Manipulation Of Stem Cells Helps Fight Obesity
Researchers at Queen Mary University of London found that stem cells could play a role in preventing obesity. They discovered that reducing the size of tiny hair like structures on the biological compounds can prevent them from turning into fat, as well as the risk of related health issues.
"This is the first time that it has been shown that subtle changes in primary cilia structure can influence the differentiation of stem cell into fat," Melis Dalbay, co-author of the research from the School of Engineering and Materials Science at QMUL, in a news release. "Since primary cilia length can be influenced by various factors including pharmaceuticals, inflammation and even mechanical forces, this study provides new insight into the regulation of fat cell formation and obesity."
For the study, researchers found that the process of adipogenesis, otherwise known as the differentiation of stem cells into fat cells, increased the length of primary cilia that's associated with the movement of specific proteins.

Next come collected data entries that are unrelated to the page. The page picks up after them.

//! Call graph input layer.
//!
//! The shape extractor consumes an interprocedural call graph produced by
//! an external points-to-based builder. This module defines the opaque
//! capability set the engine depends on (`CallGraphSource`), the
//! instruction and operand data model, an in-memory reference
//! implementation with a builder API, and the structural validator that
//! enforces the input contract before traversal.
//!
//! The engine never fabricates node identities; it only echoes the ones
//! the source hands out, and it never mutates the graph.

mod memory;
mod validation;

pub use memory::{MemoryCallGraph, MemoryCallGraphBuilder};
pub use validation::validate;

use serde::{Deserialize, Serialize};
use std::fmt;
use std::hash::{Hash, Hasher};

/// Opaque identity of a procedure activation context in the call graph.
#[derive(
    Debug, Clone, Copy, PartialEq, Eq, Hash, PartialOrd, Ord, Serialize, Deserialize,
)]
pub struct NodeId(pub u32);

impl NodeId {
    pub fn index(self) -> usize {
        self.0 as usize
    }
}

impl fmt::Display for NodeId {
    fn fmt(&self, f: &mut fmt::Formatter<'_>) -> fmt::Result {
        write!(f, "#{}", self.0)
    }
}

/// Identity of one instruction within a node.
#[derive(Debug, Clone, Copy, PartialEq, Eq, Hash, Serialize, Deserialize)]
pub struct InstrRef {
    pub node: NodeId,
    pub index: usize,
}

impl InstrRef {
    pub fn new(node: NodeId, index: usize) -> Self {
        Self { node, index }
    }
}

impl fmt::Display for InstrRef {
    fn fmt(&self, f: &mut fmt::Formatter<'_>) -> fmt::Result {
        write!(f, "{}@{}", self.node, self.index)
    }
}

/// A concrete constant operand value.
///
/// Floats compare and hash by bit pattern so the type is usable as a map
/// key; the source constants this models are literals, where bit-level
/// identity is the right equivalence.
#[derive(Debug, Clone, Serialize, Deserialize)]
pub enum ConstValue {
    Int(i64),
    Float(f64),
    Str(String),
    Bool(bool),
}

impl PartialEq for ConstValue {
    fn eq(&self, other: &Self) -> bool {
        match (self, other) {
            (ConstValue::Int(a), ConstValue::Int(b)) => a == b,
            (ConstValue::Float(a), ConstValue::Float(b)) => a.to_bits() == b.to_bits(),
            (ConstValue::Str(a), ConstValue::Str(b)) => a == b,
            (ConstValue::Bool(a), ConstValue::Bool(b)) => a == b,
            _ => false,
        }
    }
}

impl Eq for ConstValue {}

impl Hash for ConstValue {
    fn hash<H: Hasher>(&self, state: &mut H) {
        match self {
            ConstValue::Int(v) => {
                0u8.hash(state);
                v.hash(state);
            }
            ConstValue::Float(v) => {
                1u8.hash(state);
                v.to_bits().hash(state);
            }
            ConstValue::Str(v) => {
                2u8.hash(state);
                v.hash(state);
            }
            ConstValue::Bool(v) => {
                3u8.hash(state);
                v.hash(state);
            }
        }
    }
}

impl ConstValue {
    /// Numeric view of the constant, when it has one.
    pub fn as_f64(&self) -> Option<f64> {
        match self {
            ConstValue::Int(v) => Some(*v as f64),
            ConstValue::Float(v) => Some(*v),
            ConstValue::Str(_) | ConstValue::Bool(_) => None,
        }
    }
}

impl fmt::Display for ConstValue {
    fn fmt(&self, f: &mut fmt::Formatter<'_>) -> fmt::Result {
        match self {
            ConstValue::Int(v) => write!(f, "{}", v),
            ConstValue::Float(v) => write!(f, "{}", v),
            ConstValue::Str(v) => write!(f, "{:?}", v),
            ConstValue::Bool(v) => write!(f, "{}", v),
        }
    }
}

/// Provenance source of one call operand, as recorded by the external
/// builder.
#[derive(Debug, Clone, PartialEq, Eq, Hash, Serialize, Deserialize)]
pub enum Operand {
    /// A literal constant.
    Const(ConstValue),
    /// The value produced by another instruction (a call result).
    Def(InstrRef),
    /// The n-th formal parameter of the enclosing node.
    Param(usize),
    /// Nothing is known about the value.
    Unknown,
}

/// One operation within a call-graph node.
///
/// Instructions form a small intra-node control-flow graph: an
/// instruction without an explicit transfer falls through to the next
/// index, and running off the end of the list exits the node.
#[derive(Debug, Clone, PartialEq, Serialize, Deserialize)]
pub enum Instruction {
    /// A call site. `callee` is the resolved dotted symbol name;
    /// `targets` are the analyzable callee nodes the external builder
    /// resolved (empty for library or otherwise unanalyzable calls, more
    /// than one under polymorphism).
    Call {
        callee: String,
        operands: Vec<Operand>,
        targets: Vec<NodeId>,
    },
    /// Conditional fan-out to two or more instruction indices.
    Branch { arms: Vec<usize> },
    /// Loop entry. `body` is the first instruction of the loop body,
    /// `exit` the continuation after the loop; the body transfers back
    /// to the header to iterate.
    LoopHeader { body: usize, exit: usize },
    /// Unconditional intra-node transfer.
    Jump { to: usize },
    /// Node exit.
    Return,
}

impl Instruction {
    /// Shorthand for an unresolved (library) call.
    pub fn call(callee: impl Into<String>, operands: Vec<Operand>) -> Self {
        Instruction::Call {
            callee: callee.into(),
            operands,
            targets: Vec::new(),
        }
    }

    /// Shorthand for a call with resolved targets.
    pub fn call_to(
        callee: impl Into<String>,
        operands: Vec<Operand>,
        targets: Vec<NodeId>,
    ) -> Self {
        Instruction::Call {
            callee: callee.into(),
            operands,
            targets,
        }
    }
}

/// The capability set the engine requires of a call graph.
///
/// Any conforming builder can hand its result to the engine by
/// implementing this trait; the engine depends on nothing else. All
/// methods are read-only, so independent analyses may run concurrently
/// over one graph.
pub trait CallGraphSource {
    /// All node identities, in a stable order.
    fn node_ids(&self) -> Vec<NodeId>;

    /// The qualified name of a node, or `None` if the node is unknown.
    fn node_name(&self, node: NodeId) -> Option<&str>;

    /// The instruction list of a node (empty for unknown nodes).
    fn instructions(&self, node: NodeId) -> &[Instruction];

    /// Call sites that target the node. Used only by the bounded
    /// backward provenance walk.
    fn callers(&self, node: NodeId) -> &[InstrRef];

    /// Whether the node exists in the graph.
    fn contains(&self, node: NodeId) -> bool {
        self.node_name(node).is_some()
    }

    /// Look up one instruction.
    fn instruction(&self, at: InstrRef) -> Option<&Instruction> {
        self.instructions(at.node).get(at.index)
    }
}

By restricting the cilia elongation in stem cells, researchers successfully stopoed the formation of new fat cells. Furthermore, they found that the risk of several conditions, including obesity, bone problems, blindness and kidney disease, were reduced via the restriction.
"This research points towards a new type of treatment known as ‘cilia-therapy' where manipulation of primary cilia may be used in future to treat a growing range of conditions including obesity, cancer, inflammation and arthritis," concluded Professor Martin Knight, a bioengineer and lead author of the research.